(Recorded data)
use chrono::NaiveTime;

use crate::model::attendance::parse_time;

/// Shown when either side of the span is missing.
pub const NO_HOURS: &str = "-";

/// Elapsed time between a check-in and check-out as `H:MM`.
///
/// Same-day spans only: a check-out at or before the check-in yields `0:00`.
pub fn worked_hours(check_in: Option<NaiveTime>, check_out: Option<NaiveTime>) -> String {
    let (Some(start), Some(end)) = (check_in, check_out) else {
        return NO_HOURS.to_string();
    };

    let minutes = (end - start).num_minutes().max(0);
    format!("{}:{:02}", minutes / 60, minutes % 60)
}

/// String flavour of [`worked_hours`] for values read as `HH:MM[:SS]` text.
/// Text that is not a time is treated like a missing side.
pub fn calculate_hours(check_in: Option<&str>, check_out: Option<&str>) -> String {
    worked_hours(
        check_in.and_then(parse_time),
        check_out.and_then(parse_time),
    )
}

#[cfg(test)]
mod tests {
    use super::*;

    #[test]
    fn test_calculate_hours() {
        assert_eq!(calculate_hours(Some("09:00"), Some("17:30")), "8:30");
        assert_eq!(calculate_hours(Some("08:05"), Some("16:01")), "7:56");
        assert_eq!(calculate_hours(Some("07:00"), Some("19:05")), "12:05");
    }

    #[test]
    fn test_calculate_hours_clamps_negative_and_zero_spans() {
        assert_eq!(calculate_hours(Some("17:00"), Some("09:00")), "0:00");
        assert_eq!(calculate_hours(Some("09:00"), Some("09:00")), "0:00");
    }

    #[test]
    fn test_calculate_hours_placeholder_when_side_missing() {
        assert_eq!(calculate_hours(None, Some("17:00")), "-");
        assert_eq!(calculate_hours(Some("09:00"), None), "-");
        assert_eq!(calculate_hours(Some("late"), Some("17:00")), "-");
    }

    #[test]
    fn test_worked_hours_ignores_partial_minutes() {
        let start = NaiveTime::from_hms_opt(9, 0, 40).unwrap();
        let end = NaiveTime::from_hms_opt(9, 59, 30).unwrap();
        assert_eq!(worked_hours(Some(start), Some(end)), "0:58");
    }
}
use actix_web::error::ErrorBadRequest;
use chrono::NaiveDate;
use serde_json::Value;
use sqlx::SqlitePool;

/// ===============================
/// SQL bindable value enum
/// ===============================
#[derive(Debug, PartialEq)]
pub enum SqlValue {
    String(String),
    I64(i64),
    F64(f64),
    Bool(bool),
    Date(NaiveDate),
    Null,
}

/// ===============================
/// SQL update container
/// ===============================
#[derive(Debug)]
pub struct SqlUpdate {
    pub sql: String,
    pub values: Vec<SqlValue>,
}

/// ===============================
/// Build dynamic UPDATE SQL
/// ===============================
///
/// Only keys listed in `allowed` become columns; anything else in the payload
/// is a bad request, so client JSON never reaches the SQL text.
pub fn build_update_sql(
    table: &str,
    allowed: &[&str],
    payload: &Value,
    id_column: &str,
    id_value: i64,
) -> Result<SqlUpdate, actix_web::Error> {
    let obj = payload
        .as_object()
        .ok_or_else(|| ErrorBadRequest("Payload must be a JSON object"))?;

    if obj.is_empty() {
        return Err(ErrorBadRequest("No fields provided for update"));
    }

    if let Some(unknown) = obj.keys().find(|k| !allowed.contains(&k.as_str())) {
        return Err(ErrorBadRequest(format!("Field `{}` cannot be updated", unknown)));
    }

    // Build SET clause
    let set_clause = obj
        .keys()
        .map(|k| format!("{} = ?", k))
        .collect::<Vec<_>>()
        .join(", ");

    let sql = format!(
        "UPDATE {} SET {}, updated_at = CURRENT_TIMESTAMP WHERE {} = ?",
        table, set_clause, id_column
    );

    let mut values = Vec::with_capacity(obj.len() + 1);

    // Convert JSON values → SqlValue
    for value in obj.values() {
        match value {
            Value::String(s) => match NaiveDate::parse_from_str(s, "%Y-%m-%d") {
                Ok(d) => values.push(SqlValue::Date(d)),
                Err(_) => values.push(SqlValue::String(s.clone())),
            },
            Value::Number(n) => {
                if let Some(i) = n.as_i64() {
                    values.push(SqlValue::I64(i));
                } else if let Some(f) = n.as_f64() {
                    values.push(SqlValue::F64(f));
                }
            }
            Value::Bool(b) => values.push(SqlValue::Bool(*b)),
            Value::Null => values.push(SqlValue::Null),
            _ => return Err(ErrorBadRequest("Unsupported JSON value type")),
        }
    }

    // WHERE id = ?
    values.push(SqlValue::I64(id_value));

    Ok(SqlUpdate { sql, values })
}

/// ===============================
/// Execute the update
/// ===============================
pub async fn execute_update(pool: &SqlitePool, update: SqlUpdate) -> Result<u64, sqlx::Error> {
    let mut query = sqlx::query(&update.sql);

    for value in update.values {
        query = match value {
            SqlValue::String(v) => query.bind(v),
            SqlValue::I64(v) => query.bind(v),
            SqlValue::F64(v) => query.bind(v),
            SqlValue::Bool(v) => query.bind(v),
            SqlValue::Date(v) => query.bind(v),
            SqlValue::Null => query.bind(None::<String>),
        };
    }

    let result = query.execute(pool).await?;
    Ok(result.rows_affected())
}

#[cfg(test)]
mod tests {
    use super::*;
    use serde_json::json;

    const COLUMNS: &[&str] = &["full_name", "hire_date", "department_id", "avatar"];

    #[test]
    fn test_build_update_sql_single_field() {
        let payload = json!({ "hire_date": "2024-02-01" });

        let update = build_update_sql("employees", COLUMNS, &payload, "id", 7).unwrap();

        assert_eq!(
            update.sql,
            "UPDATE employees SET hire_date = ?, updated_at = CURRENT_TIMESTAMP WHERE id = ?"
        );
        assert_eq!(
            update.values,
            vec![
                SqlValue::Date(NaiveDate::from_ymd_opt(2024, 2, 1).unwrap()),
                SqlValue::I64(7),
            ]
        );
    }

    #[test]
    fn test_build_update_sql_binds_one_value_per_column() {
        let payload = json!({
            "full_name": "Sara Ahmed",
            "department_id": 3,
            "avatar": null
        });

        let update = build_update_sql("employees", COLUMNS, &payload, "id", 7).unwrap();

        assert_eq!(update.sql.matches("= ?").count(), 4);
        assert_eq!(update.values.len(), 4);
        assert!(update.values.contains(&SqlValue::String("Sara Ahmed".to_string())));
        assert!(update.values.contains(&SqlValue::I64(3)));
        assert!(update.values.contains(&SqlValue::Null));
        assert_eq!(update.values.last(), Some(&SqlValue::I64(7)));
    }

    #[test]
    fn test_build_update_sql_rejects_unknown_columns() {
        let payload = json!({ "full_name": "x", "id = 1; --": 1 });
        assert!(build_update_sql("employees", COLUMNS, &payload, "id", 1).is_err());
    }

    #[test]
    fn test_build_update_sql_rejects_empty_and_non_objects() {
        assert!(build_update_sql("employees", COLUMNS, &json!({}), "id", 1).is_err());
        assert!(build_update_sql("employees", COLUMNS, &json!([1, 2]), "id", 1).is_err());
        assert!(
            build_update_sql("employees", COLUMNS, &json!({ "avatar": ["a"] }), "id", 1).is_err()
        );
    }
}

_TASK TO CARRY OUT_. Show the data once more, exactly as it was written.

_RESPONSE TO THE TASK_.
use chrono::NaiveTime;

use crate::model::attendance::parse_time;

/// Shown when either side of the span is missing.
pub const NO_HOURS: &str = "-";

/// Elapsed time between a check-in and check-out as `H:MM`.
///
/// Same-day spans only: a check-out at or before the check-in yields `0:00`.
pub fn worked_hours(check_in: Option<NaiveTime>, check_out: Option<NaiveTime>) -> String {
    let (Some(start), Some(end)) = (check_in, check_out) else {
        return NO_HOURS.to_string();
    };

    let minutes = (end - start).num_minutes().max(0);
    format!("{}:{:02}", minutes / 60, minutes % 60)
}

/// String flavour of [`worked_hours`] for values read as `HH:MM[:SS]` text.
/// Text that is not a time is treated like a missing side.
pub fn calculate_hours(check_in: Option<&str>, check_out: Option<&str>) -> String {
    worked_hours(
        check_in.and_then(parse_time),
        check_out.and_then(parse_time),
    )
}

#[cfg(test)]
mod tests {
    use super::*;

    #[test]
    fn test_calculate_hours() {
        assert_eq!(calculate_hours(Some("09:00"), Some("17:30")), "8:30");
        assert_eq!(calculate_hours(Some("08:05"), Some("16:01")), "7:56");
        assert_eq!(calculate_hours(Some("07:00"), Some("19:05")), "12:05");
    }

    #[test]
    fn test_calculate_hours_clamps_negative_and_zero_spans() {
        assert_eq!(calculate_hours(Some("17:00"), Some("09:00")), "0:00");
        assert_eq!(calculate_hours(Some("09:00"), Some("09:00")), "0:00");
    }

    #[test]
    fn test_calculate_hours_placeholder_when_side_missing() {
        assert_eq!(calculate_hours(None, Some("17:00")), "-");
        assert_eq!(calculate_hours(Some("09:00"), None), "-");
        assert_eq!(calculate_hours(Some("late"), Some("17:00")), "-");
    }

    #[test]
    fn test_worked_hours_ignores_partial_minutes() {
        let start = NaiveTime::from_hms_opt(9, 0, 40).unwrap();
        let end = NaiveTime::from_hms_opt(9, 59, 30).unwrap();
        assert_eq!(worked_hours(Some(start), Some(end)), "0:58");
    }
}
use actix_web::error::ErrorBadRequest;
use chrono::NaiveDate;
use serde_json::Value;
use sqlx::SqlitePool;

/// ===============================
/// SQL bindable value enum
/// ===============================
#[derive(Debug, PartialEq)]
pub enum SqlValue {
    String(String),
    I64(i64),
    F64(f64),
    Bool(bool),
    Date(NaiveDate),
    Null,
}

/// ===============================
/// SQL update container
/// ===============================
#[derive(Debug)]
pub struct SqlUpdate {
    pub sql: String,
    pub values: Vec<SqlValue>,
}

/// ===============================
/// Build dynamic UPDATE SQL
/// ===============================
///
/// Only keys listed in `allowed` become columns; anything else in the payload
/// is a bad request, so client JSON never reaches the SQL text.
pub fn build_update_sql(
    table: &str,
    allowed: &[&str],
    payload: &Value,
    id_column: &str,
    id_value: i64,
) -> Result<SqlUpdate, actix_web::Error> {
    let obj = payload
        .as_object()
        .ok_or_else(|| ErrorBadRequest("Payload must be a JSON object"))?;

    if obj.is_empty() {
        return Err(ErrorBadRequest("No fields provided for update"));
    }

    if let Some(unknown) = obj.keys().find(|k| !allowed.contains(&k.as_str())) {
        return Err(ErrorBadRequest(format!("Field `{}` cannot be updated", unknown)));
    }

    // Build SET clause
    let set_clause = obj
        .keys()
        .map(|k| format!("{} = ?", k))
        .collect::<Vec<_>>()
        .join(", ");

    let sql = format!(
        "UPDATE {} SET {}, updated_at = CURRENT_TIMESTAMP WHERE {} = ?",
        table, set_clause, id_column
    );

    let mut values = Vec::with_capacity(obj.len() + 1);

    // Convert JSON values → SqlValue
    for value in obj.values() {
        match value {
            Value::String(s) => match NaiveDate::parse_from_str(s, "%Y-%m-%d") {
                Ok(d) => values.push(SqlValue::Date(d)),
                Err(_) => values.push(SqlValue::String(s.clone())),
            },
            Value::Number(n) => {
                if let Some(i) = n.as_i64() {
                    values.push(SqlValue::I64(i));
                } else if let Some(f) = n.as_f64() {
                    values.push(SqlValue::F64(f));
                }
            }
            Value::Bool(b) => values.push(SqlValue::Bool(*b)),
            Value::Null => values.push(SqlValue::Null),
            _ => return Err(ErrorBadRequest("Unsupported JSON value type")),
        }
    }

    // WHERE id = ?
    values.push(SqlValue::I64(id_value));

    Ok(SqlUpdate { sql, values })
}

/// ===============================
/// Execute the update
/// ===============================
pub async fn execute_update(pool: &SqlitePool, update: SqlUpdate) -> Result<u64, sqlx::Error> {
    let mut query = sqlx::query(&update.sql);

    for value in update.values {
        query = match value {
            SqlValue::String(v) => query.bind(v),
            SqlValue::I64(v) => query.bind(v),
            SqlValue::F64(v) => query.bind(v),
            SqlValue::Bool(v) => query.bind(v),
            SqlValue::Date(v) => query.bind(v),
            SqlValue::Null => query.bind(None::<String>),
        };
    }

    let result = query.execute(pool).await?;
    Ok(result.rows_affected())
}

#[cfg(test)]
mod tests {
    use super::*;
    use serde_json::json;

    const COLUMNS: &[&str] = &["full_name", "hire_date", "department_id", "avatar"];

    #[test]
    fn test_build_update_sql_single_field() {
        let payload = json!({ "hire_date": "2024-02-01" });

        let update = build_update_sql("employees", COLUMNS, &payload, "id", 7).unwrap();

        assert_eq!(
            update.sql,
            "UPDATE employees SET hire_date = ?, updated_at = CURRENT_TIMESTAMP WHERE id = ?"
        );
        assert_eq!(
            update.values,
            vec![
                SqlValue::Date(NaiveDate::from_ymd_opt(2024, 2, 1).unwrap()),
                SqlValue::I64(7),
            ]
        );
    }

    #[test]
    fn test_build_update_sql_binds_one_value_per_column() {
        let payload = json!({
            "full_name": "Sara Ahmed",
            "department_id": 3,
            "avatar": null
        });

        let update = build_update_sql("employees", COLUMNS, &payload, "id", 7).unwrap();

        assert_eq!(update.sql.matches("= ?").count(), 4);
        assert_eq!(update.values.len(), 4);
        assert!(update.values.contains(&SqlValue::String("Sara Ahmed".to_string())));
        assert!(update.values.contains(&SqlValue::I64(3)));
        assert!(update.values.contains(&SqlValue::Null));
        assert_eq!(update.values.last(), Some(&SqlValue::I64(7)));
    }

    #[test]
    fn test_build_update_sql_rejects_unknown_columns() {
        let payload = json!({ "full_name": "x", "id = 1; --": 1 });
        assert!(build_update_sql("employees", COLUMNS, &payload, "id", 1).is_err());
    }

    #[test]
    fn test_build_update_sql_rejects_empty_and_non_objects() {
        assert!(build_update_sql("employees", COLUMNS, &json!({}), "id", 1).is_err());
        assert!(build_update_sql("employees", COLUMNS, &json!([1, 2]), "id", 1).is_err());
        assert!(
            build_update_sql("employees", COLUMNS, &json!({ "avatar": ["a"] }), "id", 1).is_err()
        );
    }
}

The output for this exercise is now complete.